[[ Data provided, beginning ]]
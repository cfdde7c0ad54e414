// system-tests/tests/helpers/artifacts.rs
// ============================================================================
// Module: Test Artifacts
// Description: Artifact helpers for system-tests.
// Purpose: Create per-test run roots and write summaries.
// Dependencies: system-tests, serde, serde_json
// ============================================================================

use std::fs;
use std::io;
use std::path::Path;
use std::path::PathBuf;
use std::time::SystemTime;
use std::time::UNIX_EPOCH;

use serde::Serialize;
use system_tests::config::SystemTestConfig;

#[derive(Debug, Serialize)]
struct TestSummary {
    test_name: String,
    base_url: String,
    status: String,
    started_at_ms: u128,
    ended_at_ms: u128,
    duration_ms: u128,
    notes: Vec<String>,
    artifacts: Vec<String>,
}

fn now_millis() -> u128 {
    SystemTime::now().duration_since(UNIX_EPOCH).unwrap_or_default().as_millis()
}

fn default_run_root(test_name: &str) -> PathBuf {
    let stamp = now_millis();
    PathBuf::from("target/system-tests").join(format!("run_{stamp}")).join(test_name)
}

/// Artifact manager for a single system-test.
#[derive(Debug, Clone)]
pub struct TestArtifacts {
    root: PathBuf,
}

impl TestArtifacts {
    /// Creates the artifact root for a test.
    pub fn new(config: &SystemTestConfig, test_name: &str) -> io::Result<Self> {
        let root = config
            .run_root
            .as_ref()
            .map_or_else(|| default_run_root(test_name), |root| root.join(test_name));
        fs::create_dir_all(&root)?;
        Ok(Self {
            root,
        })
    }

    /// Returns the root directory for the test artifacts.
    pub fn root(&self) -> &Path {
        &self.root
    }

    /// Returns the audit log path for this test.
    pub fn audit_log(&self) -> PathBuf {
        self.root.join("directory-audit.jsonl")
    }

    /// Writes a pretty-printed JSON artifact.
    pub fn write_json<T: Serialize>(&self, name: &str, value: &T) -> io::Result<PathBuf> {
        let path = self.root.join(name);
        let bytes = serde_json::to_vec_pretty(value).map_err(io::Error::other)?;
        fs::write(&path, bytes)?;
        Ok(path)
    }
}

/// Helper that writes summaries even when a test panics.
pub struct TestReporter {
    artifacts: TestArtifacts,
    test_name: String,
    base_url: String,
    started_at_ms: u128,
    finalized: bool,
}

impl TestReporter {
    /// Creates a reporter for the named test.
    pub fn new(config: &SystemTestConfig, test_name: &str) -> io::Result<Self> {
        Ok(Self {
            artifacts: TestArtifacts::new(config, test_name)?,
            test_name: test_name.to_string(),
            base_url: config.base_url.clone(),
            started_at_ms: now_millis(),
            finalized: false,
        })
    }

    /// Returns the artifact manager.
    pub fn artifacts(&self) -> &TestArtifacts {
        &self.artifacts
    }

    /// Writes the final summary for the test.
    pub fn finish(&mut self, status: &str, notes: Vec<String>) -> io::Result<()> {
        let ended_at_ms = now_millis();
        let summary = TestSummary {
            test_name: self.test_name.clone(),
            base_url: self.base_url.clone(),
            status: status.to_string(),
            started_at_ms: self.started_at_ms,
            ended_at_ms,
            duration_ms: ended_at_ms.saturating_sub(self.started_at_ms),
            notes,
            artifacts: vec!["summary.json".to_string(), "directory-audit.jsonl".to_string()],
        };
        self.artifacts.write_json("summary.json", &summary)?;
        self.finalized = true;
        Ok(())
    }
}

impl Drop for TestReporter {
    fn drop(&mut self) {
        if self.finalized {
            return;
        }
        let status = if std::thread::panicking() { "panic" } else { "unknown" };
        let _ = self.finish(status, vec!["test terminated without explicit summary".to_string()]);
    }
}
[[ Data provided, end ]]
Task to complete:
Set down nothing but the lines from the one with "terminated without explicit" through the end of the records, keeping each line exactly as written and including both ends.

Worked solution:
        let _ = self.finish(status, vec!["test terminated without explicit summary".to_string()]);
    }
}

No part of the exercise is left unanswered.